## Provided data

use std::{io::Error, path::PathBuf};

use crate::types::ConversionReport;

#[derive(Debug)]
pub enum ConversionError {
    IoError(Error),
    SerdeError(serde_json::Error),
}

impl From<Error> for ConversionError {
    fn from(err: Error) -> Self {
        ConversionError::IoError(err)
    }
}

/// Persisted history of conversion runs, newest last.
pub struct ConversionManager {
    reports: Option<Vec<ConversionReport>>,
}

impl ConversionManager {
    pub fn new(reports: Option<Vec<ConversionReport>>) -> Self {
        Self {
            reports: Some(reports.unwrap_or(Vec::new())),
        }
    }

    pub async fn load() -> Result<Self, ConversionError> {
        let path = Self::cache_path();
        let content = async_fs::read_to_string(&path)
            .await
            .map_err(ConversionError::IoError)?;
        let reports: Vec<ConversionReport> =
            serde_json::from_str(&content).map_err(ConversionError::SerdeError)?;
        Ok(Self {
            reports: Some(reports),
        })
    }

    pub async fn persist(&self) -> Result<(), ConversionError> {
        let path = Self::cache_path();
        if let Some(parent) = path.parent() {
            async_fs::create_dir_all(parent)
                .await
                .map_err(ConversionError::IoError)?;
        }

        let json = serde_json::to_string_pretty(&self.reports.clone())
            .map_err(ConversionError::SerdeError)?;
        async_fs::write(Self::cache_path(), json)
            .await
            .map_err(ConversionError::IoError)
    }

    pub fn add_report(&mut self, report: ConversionReport) -> &mut Self {
        if let Some(reports) = &mut self.reports {
            reports.push(report);
        }
        self
    }

    pub fn find_by_playlist(&self, playlist_id: &str) -> Option<ConversionReport> {
        self.reports.as_ref().and_then(|reports| {
            reports
                .iter()
                .rev()
                .find(|report| report.playlist.id == playlist_id)
                .cloned()
        })
    }

    pub fn all(&self) -> Option<Vec<ConversionReport>> {
        self.reports.clone()
    }

    pub fn count(&self) -> usize {
        self.reports.as_ref().map_or(0, |reports| reports.len())
    }

    fn cache_path() -> PathBuf {
        let mut path = dirs::data_local_dir().unwrap_or_else(|| PathBuf::from("."));
        path.push("plportcli/cache/conversions.json");
        path
    }
}
use std::time::Duration;

use indicatif::{ProgressBar, ProgressStyle};
use tabled::Table;

use crate::{error, info, types::ScrapedTrackRow, youtube};

pub async fn playlist(url: String) {
    let pb = ProgressBar::new_spinner();
    pb.set_message("Scraping YouTube playlist...");
    pb.enable_steady_tick(Duration::from_millis(100));
    pb.set_style(
        ProgressStyle::with_template("{spinner:.blue} {msg}")
            .unwrap()
            .tick_chars("⠋⠙⠹⠸⠼⠴⠦⠧⠇⠏"),
    );

    let (playlist, tracks) = match youtube::scrape_playlist(&url).await {
        Ok(scraped) => scraped,
        Err(e) => {
            pb.finish_and_clear();
            error!("Failed to fetch YouTube playlist: {}", e);
        }
    };

    pb.finish_and_clear();

    info!("Playlist: {}", playlist.title);
    info!("Playlist ID: {}", playlist.id);
    if !playlist.description.is_empty() {
        info!("Description: {}", playlist.description);
    }
    info!("Tracks: {}", playlist.track_count);

    if tracks.is_empty() {
        return;
    }

    let track_rows: Vec<ScrapedTrackRow> = tracks
        .into_iter()
        .enumerate()
        .map(|(position, track)| ScrapedTrackRow {
            position: position + 1,
            title: track.title,
            artist: track.artist,
        })
        .collect();

    let table = Table::new(track_rows);
    println!("{}", table);
}
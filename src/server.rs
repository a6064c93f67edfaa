use axum::{Extension, Router, routing::get};
use std::{net::SocketAddr, str::FromStr, sync::Arc};
use tokio::sync::Mutex;

use crate::{api, config, error, types::PkceToken};

/// Runs the temporary local HTTP server that receives the OAuth callback.
///
/// The server lives for the duration of the auth flow; the process exits
/// once authentication completes, so there is no shutdown handling.
pub async fn start_api_server(state: Arc<Mutex<Option<PkceToken>>>) {
    let app = Router::new()
        .route("/health", get(api::health))
        .route("/callback", get(api::callback).layer(Extension(state)));

    let addr = match SocketAddr::from_str(&config::server_addr()) {
        Ok(addr) => addr,
        Err(e) => error!("Failed to parse server address: {}", e),
    };

    let listener = match tokio::net::TcpListener::bind(&addr).await {
        Ok(listener) => listener,
        Err(e) => error!("Failed to bind callback server to {}: {}", addr, e),
    };

    if let Err(e) = axum::serve(listener, app).await {
        error!("Callback server terminated: {}", e);
    }
}
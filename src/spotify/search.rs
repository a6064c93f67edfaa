use std::time::Duration;

use reqwest::{Client, StatusCode};
use tokio::time::sleep;

use crate::{
    config,
    types::{SearchResponse, SpotifyTrack},
    warning,
};

/// Searches the Spotify catalog for the best-effort match of one track.
///
/// Issues a single free-text search with `type=track` and `limit=1` and
/// returns the first hit, or `None` when the catalog has nothing for the
/// query. There is deliberately no scoring or disambiguation; the caller
/// records a miss and moves on.
///
/// # Arguments
///
/// * `query` - Free-text query, usually built via
///   [`crate::utils::build_search_query`]
/// * `token` - Valid access token for Spotify API authentication
///
/// # Rate Limiting
///
/// 429 responses are retried after the `Retry-After` delay when it is at
/// most 120 seconds; 502 Bad Gateway responses are retried after 10 seconds.
/// Other errors are propagated to the caller.
pub async fn search_track(
    query: &str,
    token: &str,
) -> Result<Option<SpotifyTrack>, reqwest::Error> {
    loop {
        let client = Client::new();
        let api_url = format!("{uri}/search", uri = &config::spotify_apiurl());
        let response = client
            .get(&api_url)
            .query(&[("q", query), ("type", "track"), ("limit", "1")])
            .bearer_auth(token)
            .send()
            .await;

        let response = match response {
            Ok(resp) => {
                // check for retry-after header
                if resp.status() == StatusCode::TOO_MANY_REQUESTS {
                    if let Some(retry_after) = resp.headers().get("retry-after") {
                        let retry_after = retry_after
                            .to_str()
                            .unwrap_or("0")
                            .parse::<u64>()
                            .unwrap_or(0);
                        if retry_after <= 120 {
                            sleep(Duration::from_secs(retry_after)).await;
                            continue; // retry
                        }

                        warning!(
                            "Retry after has reached an abnormal high of {} seconds. Try again later.",
                            retry_after
                        );
                    }
                }

                match resp.error_for_status() {
                    Ok(valid_response) => valid_response,
                    Err(err) => {
                        if let Some(status) = err.status() {
                            if status == StatusCode::BAD_GATEWAY {
                                sleep(Duration::from_secs(10)).await;
                                continue; // retry
                            }
                        }
                        return Err(err); // propagate other errors
                    }
                }
            }
            Err(err) => {
                return Err(err);
            } // network or reqwest error
        };

        let json = response.json::<SearchResponse>().await?;
        return Ok(json.tracks.items.into_iter().next());
    }
}
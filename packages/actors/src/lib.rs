//! Actor system for the registration intake core.
//!
//! This crate provides the Ractor-based intake path, fallback queue,
//! drain worker, and event fan-out.
//!
//! # Architecture
//!
//! - `IntakeService` - Entry point: duplicate check, timed immediate
//!   insert, queue fallback
//! - `RegistrationQueueActor` - Owns the in-memory FIFO of jobs whose
//!   immediate insert failed
//! - `DrainWorker` - Tick-driven actor retrying one queued job per tick
//! - `BroadcastHub` - Fans committed registrations out to live subscribers
//! - `RegistrationGateway` - Seam to the persistence layer
//!
//! # Usage
//!
//! ```ignore
//! use std::sync::Arc;
//! use actors::{IntakeConfig, SurrealGateway, start_intake};
//!
//! let intake = start_intake(Arc::new(SurrealGateway), IntakeConfig::default()).await?;
//! let outcome = intake.submit(registration).await?;
//! ```

mod gateway;
mod hub;
mod intake;
mod messages;
mod queue_actor;
mod worker_actor;

pub use gateway::{GatewayError, GatewayFuture, RegistrationGateway, SurrealGateway};
pub use hub::{BroadcastHub, SubscriberId};
pub use intake::{IntakeConfig, IntakeError, IntakeService, SubmitOutcome, start_intake};
pub use messages::{QueueMessage, WorkerMessage};
pub use queue_actor::RegistrationQueueActor;
pub use worker_actor::{DrainWorker, WorkerArgs};

/// Re-export ractor types for convenience.
pub use ractor::{Actor, ActorRef, RpcReplyPort};
//! The intake path: duplicate check, timed immediate insert, queue fallback.

use std::sync::Arc;
use std::sync::atomic::{AtomicU64, Ordering};
use std::time::{Duration, Instant};

use ractor::{Actor, ActorRef};
use school_core::{
    DEFAULT_METRICS_CAPACITY, InsertMetric, JobId, JobPreview, MetricsRing, Registration,
    RegistrationJob, SchoolEvent,
};

use crate::gateway::RegistrationGateway;
use crate::hub::BroadcastHub;
use crate::messages::{QueueMessage, WorkerMessage};
use crate::queue_actor::RegistrationQueueActor;
use crate::worker_actor::{DrainWorker, WorkerArgs};

/// Outcome of a registration submission.
#[derive(Debug, Clone, PartialEq)]
pub enum SubmitOutcome {
    /// The immediate insert committed a row.
    Inserted { id: i64, duration_ms: u64 },
    /// The immediate insert failed; the job waits in the fallback queue.
    Queued { job_id: JobId, queue_position: usize },
}

/// Errors surfaced to the submitter.
#[derive(Debug, thiserror::Error)]
pub enum IntakeError {
    /// A registration with this email already exists.
    #[error("Email already registered")]
    DuplicateEmail,

    /// The queue actor could not be reached.
    #[error("Intake unavailable: {0}")]
    Unavailable(String),
}

/// Configuration for the intake core.
#[derive(Debug, Clone)]
pub struct IntakeConfig {
    /// Drain cadence of the queue worker.
    pub tick_interval: Duration,
    /// Capacity of the metrics ring.
    pub metrics_capacity: usize,
}

impl Default for IntakeConfig {
    fn default() -> Self {
        Self {
            tick_interval: Duration::from_millis(150),
            metrics_capacity: DEFAULT_METRICS_CAPACITY,
        }
    }
}

/// Entry point for registration submissions.
///
/// Owns the gateway, the queue actor reference, the metrics ring, the
/// broadcast hub, and the monotonic job-id counter. Built once at startup
/// via [`start_intake`] and shared behind an `Arc`.
pub struct IntakeService {
    gateway: Arc<dyn RegistrationGateway>,
    queue: ActorRef<QueueMessage>,
    worker: ActorRef<WorkerMessage>,
    metrics: Arc<MetricsRing>,
    hub: Arc<BroadcastHub>,
    next_job_id: AtomicU64,
}

impl IntakeService {
    /// Submit a validated registration.
    ///
    /// Exactly one metric is recorded per call that reaches the insert,
    /// and exactly one event is broadcast per committed row.
    pub async fn submit(&self, registration: Registration) -> Result<SubmitOutcome, IntakeError> {
        // Advisory duplicate check. A gateway failure here must not block
        // the submission; the unique index still guards the insert itself.
        match self
            .gateway
            .find_by_email(registration.email.clone())
            .await
        {
            Ok(Some(existing)) => {
                tracing::info!(
                    "Rejected duplicate registration for {} (existing id {existing})",
                    registration.email
                );
                return Err(IntakeError::DuplicateEmail);
            }
            Ok(None) => {}
            Err(error) => {
                tracing::warn!("Duplicate check failed, proceeding with insert: {error}");
            }
        }

        let job_id = self.next_job_id();
        let start = Instant::now();
        let insert = self.gateway.insert(registration.clone()).await;
        let duration_ms = start.elapsed().as_millis() as u64;

        match insert {
            Ok(record) => {
                let id = record.id;
                tracing::info!(
                    "Registration {id} committed in {duration_ms}ms ({})",
                    record.registration.email
                );
                self.metrics.record(InsertMetric::success(
                    job_id,
                    record.registration.email.clone(),
                    duration_ms,
                    id,
                ));
                self.hub
                    .publish(&SchoolEvent::Registration { registration: record });
                Ok(SubmitOutcome::Inserted { id, duration_ms })
            }
            Err(error) => {
                tracing::error!(
                    "Immediate insert failed for {} after {duration_ms}ms: {error}",
                    registration.email
                );
                self.metrics.record(InsertMetric::failure(
                    job_id,
                    registration.email.clone(),
                    duration_ms,
                    error.to_string(),
                ));

                let job = RegistrationJob::new(job_id, registration);
                let queue_position = match ractor::rpc::call(
                    &self.queue,
                    |reply| QueueMessage::Enqueue {
                        job: Box::new(job),
                        reply,
                    },
                    None,
                )
                .await
                {
                    Ok(ractor::rpc::CallResult::Success(position)) => position,
                    other => {
                        return Err(IntakeError::Unavailable(format!(
                            "queue enqueue failed: {other:?}"
                        )));
                    }
                };

                Ok(SubmitOutcome::Queued {
                    job_id,
                    queue_position,
                })
            }
        }
    }

    /// Current number of jobs in the fallback queue.
    pub async fn queue_len(&self) -> Result<usize, IntakeError> {
        match ractor::rpc::call(&self.queue, |reply| QueueMessage::Len { reply }, None).await {
            Ok(ractor::rpc::CallResult::Success(len)) => Ok(len),
            other => Err(IntakeError::Unavailable(format!(
                "queue length failed: {other:?}"
            ))),
        }
    }

    /// Bounded preview of pending jobs, oldest first.
    pub async fn queue_preview(&self, limit: usize) -> Result<Vec<JobPreview>, IntakeError> {
        match ractor::rpc::call(
            &self.queue,
            |reply| QueueMessage::Snapshot { limit, reply },
            None,
        )
        .await
        {
            Ok(ractor::rpc::CallResult::Success(preview)) => Ok(preview),
            other => Err(IntakeError::Unavailable(format!(
                "queue snapshot failed: {other:?}"
            ))),
        }
    }

    /// The insert-attempt metrics ring.
    pub fn metrics(&self) -> &MetricsRing {
        &self.metrics
    }

    /// The live event hub.
    pub fn hub(&self) -> &Arc<BroadcastHub> {
        &self.hub
    }

    /// Stop the drain worker and the queue actor.
    ///
    /// Jobs still pending in the queue are lost; the queue actor logs how
    /// many it dropped.
    pub fn shutdown(&self) {
        if self.worker.send_message(WorkerMessage::Shutdown).is_err() {
            tracing::debug!("Drain worker already stopped");
        }
        if self.queue.send_message(QueueMessage::Shutdown).is_err() {
            tracing::debug!("Registration queue already stopped");
        }
    }

    fn next_job_id(&self) -> JobId {
        JobId(self.next_job_id.fetch_add(1, Ordering::Relaxed) + 1)
    }
}

/// Spawn the queue actor and drain worker and wire up the intake service.
pub async fn start_intake(
    gateway: Arc<dyn RegistrationGateway>,
    config: IntakeConfig,
) -> Result<Arc<IntakeService>, ractor::SpawnErr> {
    let metrics = Arc::new(MetricsRing::new(config.metrics_capacity));
    let hub = Arc::new(BroadcastHub::new());

    let (queue, _queue_handle) = Actor::spawn(None, RegistrationQueueActor, ()).await?;

    let (worker, _worker_handle) = Actor::spawn(
        None,
        DrainWorker,
        WorkerArgs {
            queue: queue.clone(),
            gateway: gateway.clone(),
            metrics: metrics.clone(),
            hub: hub.clone(),
            tick_interval: config.tick_interval,
        },
    )
    .await?;

    Ok(Arc::new(IntakeService {
        gateway,
        queue,
        worker,
        metrics,
        hub,
        next_job_id: AtomicU64::new(0),
    }))
}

## What you have to do
What is needed is an exact repetition of the lines from the first line of the records through the line containing "runs, newest last.", both ends included, and nothing more.

## Task answer
use std::{io::Error, path::PathBuf};

use crate::types::ConversionReport;

#[derive(Debug)]
pub enum ConversionError {
    IoError(Error),
    SerdeError(serde_json::Error),
}

impl From<Error> for ConversionError {
    fn from(err: Error) -> Self {
        ConversionError::IoError(err)
    }
}

/// Persisted history of conversion runs, newest last.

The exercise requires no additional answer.